In [None]:
import pandas as pd
import numpy as np
from sklearn.metrics.pairwise import cosine_similarity
from transformers import AutoTokenizer, AutoModel
import torch
from tqdm import tqdm

In [None]:
# Load the dataset with low_memory=False to suppress DtypeWarning
file_path = './data/movies_metadata.csv'
movies_metadata = pd.read_csv(file_path, low_memory=False)

# Data Cleaning and Feature Extraction

# Drop rows with missing 'overview' or 'title'
movies_metadata_cleaned = movies_metadata.dropna(subset=['overview', 'title'])

In [None]:
# Convert 'genres' from string representation of lists to actual lists
import ast

def parse_genres(genres_str):
    try:
        genres_list = ast.literal_eval(genres_str)
        return [genre['name'] for genre in genres_list]
    except:
        return []

# Use .loc to avoid SettingWithCopyWarning
movies_metadata_cleaned.loc[:, 'genres'] = movies_metadata_cleaned['genres'].apply(parse_genres)

In [None]:
# Initialize tokenizer and model
tokenizer = AutoTokenizer.from_pretrained('bert-base-uncased')
model = AutoModel.from_pretrained('bert-base-uncased')

def get_embeddings(text):
    inputs = tokenizer(text, return_tensors='pt', truncation=True, padding=True, max_length=512)
    outputs = model(**inputs)
    embeddings = outputs.last_hidden_state.mean(dim=1).detach().numpy()
    return embeddings.flatten()  # Flatten to 2D array

# Generate embeddings for all movie overviews with progress bar
embeddings = []
for overview in tqdm(movies_metadata_cleaned['overview'], desc="Generating embeddings"):
    embeddings.append(get_embeddings(overview))
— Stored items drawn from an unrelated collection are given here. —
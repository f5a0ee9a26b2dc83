#![allow(dead_code)]

use std::collections::HashMap;
use std::sync::Arc;
use std::sync::atomic::{AtomicI64, Ordering};

use anyhow::Result;
use async_trait::async_trait;
use chrono::{DateTime, TimeDelta, TimeZone, Utc};
use flagforge_core::domain::{ChallengeId, SubmissionId, UserEmail};
use flagforge_server::repository::{
    ChallengeRecord, ChallengeRepository, ChallengeUpdate, NewChallenge, NewSubmission,
    NewUserProfile, SubmissionRecord, SubmissionRepository, UserProfileRecord,
    UserProfileRepository,
};
use flagforge_server::service::{ChallengeDraft, Clock, CtfService};
use tokio::sync::RwLock;

pub const ADMIN: &str = "root@example.com";

/// In-memory stand-in for the three repositories.
///
/// Every call yields to the scheduler first so that unsynchronized callers
/// would interleave.
#[derive(Default)]
pub struct MemoryStore {
    challenges: RwLock<Vec<ChallengeRecord>>,
    submissions: RwLock<Vec<SubmissionRecord>>,
    profiles: RwLock<HashMap<UserEmail, UserProfileRecord>>,
}

impl MemoryStore {
    pub fn new() -> Arc<Self> {
        Arc::new(Self::default())
    }

    pub async fn ledger(&self) -> Vec<SubmissionRecord> {
        self.submissions.read().await.clone()
    }
}

fn apply_update(update: ChallengeUpdate, record: &mut ChallengeRecord) {
    if let Some(title) = update.title {
        record.title = title.into_inner();
    }
    if let Some(description) = update.description {
        record.description = description;
    }
    if let Some(flag) = update.flag {
        record.flag = flag;
    }
    if let Some(flag_format) = update.flag_format {
        record.flag_format = flag_format;
    }
    if let Some(difficulty) = update.difficulty {
        record.difficulty = difficulty;
    }
    if let Some(category) = update.category {
        record.category = category;
    }
    if let Some(points) = update.points {
        record.points = points;
    }
    if let Some(is_active) = update.is_active {
        record.is_active = is_active;
    }
    record.updated_at = update.updated_at;
}

#[async_trait]
impl ChallengeRepository for MemoryStore {
    async fn create(&self, new_challenge: NewChallenge) -> Result<ChallengeRecord> {
        tokio::task::yield_now().await;
        let record = ChallengeRecord {
            id: ChallengeId::new(),
            title: new_challenge.title.into_inner(),
            description: new_challenge.description,
            flag: new_challenge.flag,
            flag_format: new_challenge.flag_format,
            difficulty: new_challenge.difficulty,
            category: new_challenge.category,
            points: new_challenge.points,
            is_active: new_challenge.is_active,
            created_by: new_challenge.created_by,
            created_at: new_challenge.created_at,
            updated_at: new_challenge.created_at,
        };
        self.challenges.write().await.push(record.clone());
        Ok(record)
    }

    async fn find_by_id(&self, challenge_id: ChallengeId) -> Result<Option<ChallengeRecord>> {
        tokio::task::yield_now().await;
        let challenges = self.challenges.read().await;
        Ok(challenges.iter().find(|c| c.id == challenge_id).cloned())
    }

    async fn list(&self, active_only: bool) -> Result<Vec<ChallengeRecord>> {
        tokio::task::yield_now().await;
        let challenges = self.challenges.read().await;
        Ok(challenges
            .iter()
            .filter(|c| c.is_active || !active_only)
            .cloned()
            .collect())
    }

    async fn update(
        &self,
        challenge_id: ChallengeId,
        update: ChallengeUpdate,
    ) -> Result<Option<ChallengeRecord>> {
        tokio::task::yield_now().await;
        let mut challenges = self.challenges.write().await;
        let Some(record) = challenges.iter_mut().find(|c| c.id == challenge_id) else {
            return Ok(None);
        };
        apply_update(update, record);
        Ok(Some(record.clone()))
    }

    async fn delete(&self, challenge_id: ChallengeId) -> Result<Option<u64>> {
        tokio::task::yield_now().await;
        let mut challenges = self.challenges.write().await;
        let mut submissions = self.submissions.write().await;

        let before = challenges.len();
        challenges.retain(|c| c.id != challenge_id);
        if challenges.len() == before {
            return Ok(None);
        }

        let ledger_before = submissions.len();
        submissions.retain(|s| s.challenge_id != challenge_id);
        Ok(Some((ledger_before - submissions.len()) as u64))
    }

    async fn count_active(&self) -> Result<u64> {
        tokio::task::yield_now().await;
        let challenges = self.challenges.read().await;
        Ok(challenges.iter().filter(|c| c.is_active).count() as u64)
    }
}

#[async_trait]
impl SubmissionRepository for MemoryStore {
    async fn append(&self, new_submission: NewSubmission) -> Result<SubmissionRecord> {
        tokio::task::yield_now().await;
        let record = SubmissionRecord {
            id: SubmissionId::new(),
            challenge_id: new_submission.challenge_id,
            user_email: new_submission.user_email,
            is_correct: new_submission.is_correct,
            submitted_flag: new_submission.submitted_flag,
            submitted_at: new_submission.submitted_at,
            points_earned: new_submission.points_earned,
            is_first_blood: new_submission.is_first_blood,
        };
        self.submissions.write().await.push(record.clone());
        Ok(record)
    }

    async fn has_correct(&self, challenge_id: ChallengeId, user_email: &UserEmail) -> Result<bool> {
        tokio::task::yield_now().await;
        let submissions = self.submissions.read().await;
        Ok(submissions.iter().any(|s| {
            s.challenge_id == challenge_id && &s.user_email == user_email && s.is_correct
        }))
    }

    async fn any_correct(&self, challenge_id: ChallengeId) -> Result<bool> {
        tokio::task::yield_now().await;
        let submissions = self.submissions.read().await;
        Ok(submissions
            .iter()
            .any(|s| s.challenge_id == challenge_id && s.is_correct))
    }

    async fn count_attempts_since(
        &self,
        challenge_id: ChallengeId,
        user_email: &UserEmail,
        since: DateTime<Utc>,
    ) -> Result<u64> {
        tokio::task::yield_now().await;
        let submissions = self.submissions.read().await;
        Ok(submissions
            .iter()
            .filter(|s| {
                s.challenge_id == challenge_id
                    && &s.user_email == user_email
                    && s.submitted_at >= since
            })
            .count() as u64)
    }

    async fn list_correct(&self) -> Result<Vec<SubmissionRecord>> {
        tokio::task::yield_now().await;
        let submissions = self.submissions.read().await;
        Ok(submissions.iter().filter(|s| s.is_correct).cloned().collect())
    }

    async fn list_correct_by_challenge(
        &self,
        challenge_id: ChallengeId,
    ) -> Result<Vec<SubmissionRecord>> {
        tokio::task::yield_now().await;
        let submissions = self.submissions.read().await;
        Ok(submissions
            .iter()
            .filter(|s| s.challenge_id == challenge_id && s.is_correct)
            .cloned()
            .collect())
    }

    async fn list_by_user(&self, user_email: &UserEmail) -> Result<Vec<SubmissionRecord>> {
        tokio::task::yield_now().await;
        let submissions = self.submissions.read().await;
        Ok(submissions
            .iter()
            .rev()
            .filter(|s| &s.user_email == user_email)
            .cloned()
            .collect())
    }
}

#[async_trait]
impl UserProfileRepository for MemoryStore {
    async fn find_by_email(&self, email: &UserEmail) -> Result<Option<UserProfileRecord>> {
        Ok(self.profiles.read().await.get(email).cloned())
    }

    async fn find_many(&self, emails: &[UserEmail]) -> Result<Vec<UserProfileRecord>> {
        let profiles = self.profiles.read().await;
        Ok(emails
            .iter()
            .filter_map(|email| profiles.get(email).cloned())
            .collect())
    }

    async fn upsert(&self, profile: NewUserProfile) -> Result<UserProfileRecord> {
        let record = UserProfileRecord {
            email: profile.email,
            display_name: profile.display_name,
            is_admin: profile.is_admin,
        };
        self.profiles
            .write()
            .await
            .insert(record.email.clone(), record.clone());
        Ok(record)
    }
}

/// Hands out timestamps one second apart, starting at a fixed instant.
pub struct StepClock {
    base: DateTime<Utc>,
    ticks: AtomicI64,
}

impl StepClock {
    pub fn new() -> Arc<Self> {
        Arc::new(Self {
            base: Utc
                .with_ymd_and_hms(2026, 3, 1, 9, 0, 0)
                .single()
                .expect("valid base timestamp"),
            ticks: AtomicI64::new(0),
        })
    }

    /// Jumps the clock forward without issuing a timestamp.
    pub fn advance(&self, secs: i64) {
        self.ticks.fetch_add(secs, Ordering::SeqCst);
    }
}

impl Clock for StepClock {
    fn now(&self) -> DateTime<Utc> {
        let tick = self.ticks.fetch_add(1, Ordering::SeqCst);
        self.base + TimeDelta::seconds(tick)
    }
}

pub async fn seed_profile(store: &MemoryStore, email: &str, display_name: &str, is_admin: bool) {
    store
        .upsert(NewUserProfile {
            email: UserEmail::parse(email).expect("valid email"),
            display_name: display_name.to_string(),
            is_admin,
        })
        .await
        .expect("profile upsert should succeed");
}

/// A service over a fresh store with an admin profile already seeded.
pub async fn service_with_store() -> (CtfService, Arc<MemoryStore>, Arc<StepClock>) {
    let store = MemoryStore::new();
    let clock = StepClock::new();
    seed_profile(&store, ADMIN, "root", true).await;

    let service = CtfService::new(store.clone(), store.clone(), store.clone())
        .with_clock(clock.clone());

    (service, store, clock)
}

pub fn draft(title: &str, flag: &str, points: i64) -> ChallengeDraft {
    ChallengeDraft {
        title: title.to_string(),
        description: format!("{title} description"),
        flag: flag.to_string(),
        flag_format: "CTF{...}".to_string(),
        difficulty: "Easy".to_string(),
        category: "Web".to_string(),
        points,
        is_active: true,
    }
}

pub async fn create_challenge(service: &CtfService, title: &str, flag: &str, points: i64) -> ChallengeId {
    service
        .create_challenge(ADMIN, draft(title, flag, points))
        .await
        .expect("admin should be able to create a challenge")
        .id
}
movies_metadata_cleaned['embeddings'] = embeddings

In [None]:
import pickle

# Save embeddings to a file
with open('movie_embeddings.pkl', 'wb') as f:
    pickle.dump(movies_metadata_cleaned, f)

print("Embeddings saved successfully.")

In [None]:
# Calculate Similarities and Recommend Movies
def recommend_movies(movie_title, num_recommendations=5):
    # Get the embeddings for the given movie title
    movie_idx = movies_metadata_cleaned[movies_metadata_cleaned['title'].str.lower() == movie_title.lower()].index[0]
    movie_embedding = movies_metadata_cleaned.loc[movie_idx, 'embeddings']
    
    # Calculate cosine similarity between the given movie and all others
    similarities = cosine_similarity([movie_embedding], list(movies_metadata_cleaned['embeddings']))
    
    # Get indices of the most similar movies
    similar_indices = similarities.argsort()[0][-num_recommendations-1:-1][::-1]
    
    # Return the titles of the recommended movies
    return movies_metadata_cleaned.iloc[similar_indices]['title'].tolist()

In [None]:
# Example usage
recommended_movies = recommend_movies('Toy Story')
print(recommended_movies)


### Pregenerated Embeddings

In [None]:
import pandas as pd
import pickle

# Load the embeddings from the file
with open('movie_embeddings.pkl', 'rb') as f:
    movies_metadata_cleaned = pickle.load(f)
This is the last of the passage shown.